Marathon #2: Same Race, New Attitude

What looks like a tragic murder scene from CSI is merely last year's photo of my two boys at the end of a short half mile race down the gravel drive to the bluebird box beside Oma's garden and then back again to our carport.

Perhaps it was because my oldest insisted on running in his cowboy boots (!!!) instead of the more appropriate tennis shoes.  Or maybe it was because he and his siblings had only recently re-entered the world of the un-sick.  Whatever the case, Wyatt fell mock-panting at my feet, unable to stop his face from cracking a smile as he gasped out complaints of exhaustion.

A few steps behind him, younger brother watched the theatrics.  Even from that distance, I could see Emerson's face brighten with an instant grin that showed he loved the idea.  Sure enough, he stopped, dropped, and honed his acting skills as well.

If it isn't obvious, I live in a house full of drama queens....and kings. 

Last winter, our family ran in the Louisiana Kids' Marathon wherein we ran together the full 26.2 miles over a nine week period, the same race that the super men and women ran all at once in mid January.

What started as a way to encourage my children to begin (at the young ages of four and six) to enjoy exercise and make healthy choices ended up teaching this mother more life lessons than she thought possible.  It was difficult; it seemed impossible at times; and yet, it was also exhilarating.

A.A. Milne's Winnie the Pooh could have been speaking directly to me and my children when he said, "You are braver than you believe, stronger than you seem, and smarter than you think."
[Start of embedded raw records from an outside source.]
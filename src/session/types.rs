//! Value types shared by the session subsystems.

use std::time::Duration;

use crate::config::MatchConfig;
use crate::game_state::chess_types::{Color, PieceKind, Square};
use crate::rules::position::MoveResult;

/// Who is asking the controller to act.
#[derive(Debug, Clone, Copy, PartialEq, Eq, Hash)]
pub enum Actor {
    Human,
    Mover,
}

/// One committed move. Index parity in the history gives the mover when the
/// match starts from the standard position.
#[derive(Debug, Clone, PartialEq, Eq)]
pub struct MoveRecord {
    pub color: Color,
    pub san: String,
    pub piece: PieceKind,
    pub from: Square,
    pub to: Square,
    pub captured: Option<PieceKind>,
    pub promotion: Option<PieceKind>,
}

impl From<&MoveResult> for MoveRecord {
    fn from(result: &MoveResult) -> Self {
        Self {
            color: result.color,
            san: result.san.clone(),
            piece: result.piece,
            from: result.from,
            to: result.to,
            captured: result.captured,
            promotion: result.promotion,
        }
    }
}

/// Units captured by each side over the match.
#[derive(Debug, Clone, Default, PartialEq, Eq)]
pub struct CaptureLedger {
    by_color: [Vec<PieceKind>; 2],
}

impl CaptureLedger {
    pub fn record(&mut self, capturer: Color, kind: PieceKind) {
        self.by_color[capturer.index()].push(kind);
    }

    /// Captured kinds in capture order.
    pub fn captured_by(&self, capturer: Color) -> &[PieceKind] {
        &self.by_color[capturer.index()]
    }

    /// Captured kinds sorted pawn first, for display.
    pub fn sorted_captured_by(&self, capturer: Color) -> Vec<PieceKind> {
        let mut kinds = self.by_color[capturer.index()].clone();
        kinds.sort();
        kinds
    }

    pub fn total(&self) -> usize {
        self.by_color.iter().map(Vec::len).sum()
    }
}

#[derive(Debug, Clone, Copy, PartialEq, Eq)]
pub struct DrawOffer {
    pub by: Color,
}

impl DrawOffer {
    #[inline]
    pub fn responder(&self) -> Color {
        self.by.opposite()
    }
}

/// Origin and destination of a pawn move waiting for its promotion kind.
#[derive(Debug, Clone, Copy, PartialEq, Eq)]
pub struct PendingPromotion {
    pub from: Square,
    pub to: Square,
}

#[derive(Debug, Clone, PartialEq, Eq)]
pub enum MoveOutcome {
    Accepted(MoveResult),
    NeedsPromotionChoice(PendingPromotion),
}

/// Events the controller reacts to. Every event runs to completion before the
/// next one is processed.
#[derive(Debug, Clone, PartialEq, Eq)]
pub enum SessionCommand {
    SubmitMove {
        from: Square,
        to: Square,
        promotion: Option<PieceKind>,
        actor: Actor,
    },
    ResolvePromotion(PieceKind),
    CancelPromotion,
    SquareClicked(Square),
    PieceDropped {
        from: Square,
        to: Square,
    },
    OfferDraw(Actor),
    AcceptDraw(Actor),
    RejectDraw(Actor),
    Resign(Actor),
    Tick,
    MoverDue {
        generation: u64,
        ply: usize,
    },
    DrawResponseDue {
        generation: u64,
    },
    NewMatch(Option<MatchConfig>),
}

/// What a dispatched command did, beyond mutating the session.
#[derive(Debug, Clone, PartialEq, Eq)]
pub enum Reply {
    Move(MoveOutcome),
    Selection(Option<Square>),
    Done,
    /// A clock tick that only charged the running clock.
    Ticked,
    /// Scheduled work that no longer applies, or a gesture with no effect.
    Ignored,
}

#[derive(Debug, Clone, Copy, PartialEq, Eq, Hash, PartialOrd, Ord)]
pub enum TaskKind {
    MoverMove,
    MoverDrawResponse,
}

/// Deferred work the controller asks its driver to deliver back later.
#[derive(Debug, Clone, Copy, PartialEq, Eq, PartialOrd, Ord)]
pub struct ScheduledTask {
    pub kind: TaskKind,
    pub generation: u64,
    pub ply: usize,
    pub delay: Duration,
}

impl ScheduledTask {
    /// The command that fires this task.
    pub fn command(&self) -> SessionCommand {
        match self.kind {
            TaskKind::MoverMove => SessionCommand::MoverDue {
                generation: self.generation,
                ply: self.ply,
            },
            TaskKind::MoverDrawResponse => SessionCommand::DrawResponseDue {
                generation: self.generation,
            },
        }
    }
}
Those statements all proved true over the course of our 26.2 mile journey.

One year later, I still bear the physical scars from last year's final leg of the marathon.  I see those dark indentions each time I wash my knees. And yet, by June, I had signed our family up for the 2014 version of the same race.
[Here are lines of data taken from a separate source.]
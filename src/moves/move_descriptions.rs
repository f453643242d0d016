//! Fully-resolved move descriptions produced by move generation.
//!
//! A `MoveDescription` carries everything `apply_move` needs (moved and
//! captured kinds, promotion, special-move flags) so application never has
//! to re-derive them from the board.

use crate::game_state::chess_types::{PieceKind, Square};

pub type MoveFlags = u8;

pub const FLAG_CAPTURE: MoveFlags = 1 << 0;
pub const FLAG_DOUBLE_PAWN_PUSH: MoveFlags = 1 << 1;
pub const FLAG_EN_PASSANT: MoveFlags = 1 << 2;
pub const FLAG_CASTLING: MoveFlags = 1 << 3;

#[derive(Debug, Clone, Copy, PartialEq, Eq, Hash)]
pub struct MoveDescription {
    pub from: Square,
    pub to: Square,
    pub moved: PieceKind,
    pub captured: Option<PieceKind>,
    pub promotion: Option<PieceKind>,
    pub flags: MoveFlags,
}

impl MoveDescription {
    #[inline]
    pub const fn quiet(from: Square, to: Square, moved: PieceKind) -> Self {
        Self {
            from,
            to,
            moved,
            captured: None,
            promotion: None,
            flags: 0,
        }
    }

    #[inline]
    pub const fn with_capture(mut self, captured: Option<PieceKind>) -> Self {
        if captured.is_some() {
            self.captured = captured;
            self.flags |= FLAG_CAPTURE;
        }
        self
    }

    #[inline]
    pub const fn with_promotion(mut self, promotion: PieceKind) -> Self {
        self.promotion = Some(promotion);
        self
    }

    #[inline]
    pub const fn with_flags(mut self, flags: MoveFlags) -> Self {
        self.flags |= flags;
        self
    }

    #[inline]
    pub const fn is_capture(&self) -> bool {
        self.flags & FLAG_CAPTURE != 0
    }

    #[inline]
    pub const fn is_en_passant(&self) -> bool {
        self.flags & FLAG_EN_PASSANT != 0
    }

    #[inline]
    pub const fn is_castling(&self) -> bool {
        self.flags & FLAG_CASTLING != 0
    }

    #[inline]
    pub const fn is_double_pawn_push(&self) -> bool {
        self.flags & FLAG_DOUBLE_PAWN_PUSH != 0
    }
}
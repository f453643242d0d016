//! Terminal board renderer for the console front-end.
//!
//! Each square is a glyph followed by a one-character highlight marker, so a
//! plain terminal can still show selection, destinations and check.

use crate::game_state::chess_types::{Color, PieceKind, Square};
use crate::rules::position::ChessPosition;
use crate::session::highlights::{HighlightMap, HighlightTag};

/// Render `position` with `orientation` at the bottom.
pub fn render_board<P: ChessPosition>(position: &P, orientation: Color, highlights: &HighlightMap) -> String {
    let (ranks, files): (Vec<u8>, Vec<u8>) = match orientation {
        Color::Light => ((0..8).rev().collect(), (0..8).collect()),
        Color::Dark => ((0..8).collect(), (0..8).rev().collect()),
    };
    let file_row: String = files
        .iter()
        .map(|f| format!("{} ", char::from(b'a' + f)))
        .collect();

    let mut out = String::new();
    out.push_str(&format!("   {}\n", file_row.trim_end()));
    for &rank in &ranks {
        let label = char::from(b'1' + rank);
        out.push(label);
        out.push_str("  ");
        for &file in &files {
            let square: Square = rank * 8 + file;
            out.push(match position.unit_at(square) {
                Some((color, kind)) => glyph(color, kind),
                None => '·',
            });
            out.push(marker(highlights.get(&square)));
        }
        out.push(' ');
        out.push(label);
        out.push('\n');
    }
    out.push_str(&format!("   {}", file_row.trim_end()));
    out
}

fn marker(tag: Option<&HighlightTag>) -> char {
    match tag {
        None => ' ',
        Some(HighlightTag::LastMove) => '\'',
        Some(HighlightTag::LegalDestination { capture: false }) => '+',
        Some(HighlightTag::LegalDestination { capture: true }) => 'x',
        Some(HighlightTag::SelectedOrigin) => '*',
        Some(HighlightTag::Check) => '!',
    }
}

pub fn glyph(color: Color, kind: PieceKind) -> char {
    match (color, kind) {
        (Color::Light, PieceKind::Pawn) => '♙',
        (Color::Light, PieceKind::Knight) => '♘',
        (Color::Light, PieceKind::Bishop) => '♗',
        (Color::Light, PieceKind::Rook) => '♖',
        (Color::Light, PieceKind::Queen) => '♕',
        (Color::Light, PieceKind::King) => '♔',
        (Color::Dark, PieceKind::Pawn) => '♟',
        (Color::Dark, PieceKind::Knight) => '♞',
        (Color::Dark, PieceKind::Bishop) => '♝',
        (Color::Dark, PieceKind::Rook) => '♜',
        (Color::Dark, PieceKind::Queen) => '♛',
        (Color::Dark, PieceKind::King) => '♚',
    }
}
The children have waited an entire year for this moment when we would once again start training for the big day, when we would run together with several hundred other children and their parents, when we would cross the finish line to the sounds of cheers from people we had never met and likely never would.  And of course, they have waited for another chance to earn a medal, a tangible reminder of the value of persistence and hard work.
Monday was our first day back into race day training.

Now at five and almost seven, my children are stronger.  After completing last year's marathon, we had not continued our running, but we had spent the past ten months walking and riding our bicycles up and down the gravel drive.  If there weren't a marked path before, there would surely be one now with all the miles and hours we've clocked along the way.
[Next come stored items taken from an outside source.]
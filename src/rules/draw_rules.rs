//! Automatic draw conditions that do not depend on move generation.

use crate::game_state::chess_rules::{FIFTY_MOVE_HALFMOVES, REPETITION_DRAW_COUNT};
use crate::game_state::{chess_types::*, game_state::GameState};

const LIGHT_SQUARES: u64 = 0x55AA_55AA_55AA_55AA;

#[inline]
pub fn is_fifty_move_draw(game_state: &GameState) -> bool {
    game_state.halfmove_clock >= FIFTY_MOVE_HALFMOVES
}

/// True when the last key in `keys` occurs at least three times.
pub fn is_threefold_repetition(keys: &[u64]) -> bool {
    let Some(current) = keys.last() else {
        return false;
    };
    keys.iter().filter(|k| *k == current).count() >= REPETITION_DRAW_COUNT
}

/// Neither side can possibly deliver mate: bare kings, a single minor piece,
/// or any number of bishops that all stand on one square color.
pub fn is_insufficient_material(game_state: &GameState) -> bool {
    let heavy_or_pawn = [PieceKind::Pawn, PieceKind::Rook, PieceKind::Queen];
    let any_heavy = Color::BOTH.iter().any(|color| {
        heavy_or_pawn
            .iter()
            .any(|piece| game_state.pieces[color.index()][piece.index()] != 0)
    });
    if any_heavy {
        return false;
    }

    let knights: u32 = Color::BOTH.iter().map(|c| game_state.count(*c, PieceKind::Knight)).sum();
    let bishops_bb = game_state.pieces[Color::Light.index()][PieceKind::Bishop.index()]
        | game_state.pieces[Color::Dark.index()][PieceKind::Bishop.index()];
    let bishops = bishops_bb.count_ones();

    match (knights, bishops) {
        (0, 0) | (1, 0) | (0, 1) => true,
        (0, _) => bishops_bb & LIGHT_SQUARES == 0 || bishops_bb & !LIGHT_SQUARES == 0,
        _ => false,
    }
}

#[cfg(test)]
mod tests {
    use super::{is_fifty_move_draw, is_insufficient_material, is_threefold_repetition};
    use crate::game_state::game_state::GameState;

    fn game(fen: &str) -> GameState {
        GameState::from_fen(fen).expect("FEN should parse")
    }

    #[test]
    fn minor_piece_endings_are_dead() {
        assert!(is_insufficient_material(&game("4k3/8/8/8/8/8/8/4K3 w - - 0 1")));
        assert!(is_insufficient_material(&game("4k3/8/8/8/8/8/8/4KN2 w - - 0 1")));
        assert!(is_insufficient_material(&game("4k3/8/8/8/8/8/8/4KB2 w - - 0 1")));
        // Bishops on f1 and c8 both stand on light squares.
        assert!(is_insufficient_material(&game("2b1k3/8/8/8/8/8/8/4KB2 w - - 0 1")));
    }

    #[test]
    fn mating_material_is_sufficient() {
        assert!(!is_insufficient_material(&game("4k3/8/8/8/8/8/8/4KBB1 w - - 0 1")));
        assert!(!is_insufficient_material(&game("4k3/8/8/8/8/8/8/3NKB2 w - - 0 1")));
        assert!(!is_insufficient_material(&game("4k3/8/8/8/8/8/4P3/4K3 w - - 0 1")));
        assert!(!is_insufficient_material(&GameState::new_game()));
    }

    #[test]
    fn fifty_move_rule_triggers_at_one_hundred_halfmoves() {
        assert!(!is_fifty_move_draw(&game("4k3/8/8/8/8/8/8/R3K3 w - - 99 80")));
        assert!(is_fifty_move_draw(&game("4k3/8/8/8/8/8/8/R3K3 w - - 100 80")));
    }

    #[test]
    fn repetition_counts_the_latest_key() {
        assert!(!is_threefold_repetition(&[]));
        assert!(!is_threefold_repetition(&[1, 2, 1, 2]));
        assert!(is_threefold_repetition(&[1, 2, 1, 2, 1]));
    }
}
As soon as Wyatt leapt off the school bus, the air was full of too-loud conversations about socks, tennis shoes, and reminders of where the starting line and turn-around points were.  Last year's training began with a quarter mile run, then stayed at half a mile for a few weeks before moving up to three-quarters of a mile and finally the whole mile.  This time, though, I decided we would start out at the one mile mark.

Two days into this training, I have already noticed how all our attitudes have changed from this same time last year.

Before, I neither believed in their ability or in my own.  I feared we would not finish.  I feared I couldn't run the entire 1.2 miles without pausing to walk some of it.  This time, though, I came out of the starting box believing with my entire being that we could do this.  And we did.

Even on this second day when I expected whining about being sore, no one said anything to that effect.  Sure, there were the usual exclamations of "I'm tired!" because all three children were having to re-learn the art of pacing themselves versus running in fast "spurts" as children are wont to do.  But, there was no real complaining.  What's more, Amelia and I have already beat our individual best times from last year, and the boys are already close to their race day best times.

As Amelia rounded the final bend, she held up her hand to wave at us who were already back at the finish line, waiting on her.  Without even being told to do so, Wyatt began not taunting her for how slow she was (like he did last year) but, rather, yelling encouragement to her.  Those words elicited a bright grin, spurring her to sprint the final few yards.

All together again, we exchanged laughter and high fives.

Success.  We could do this.  Together.  As a family.

1 comment:

  1. Beautiful BlogSpot!!!! Thank you for writing. You have a great family!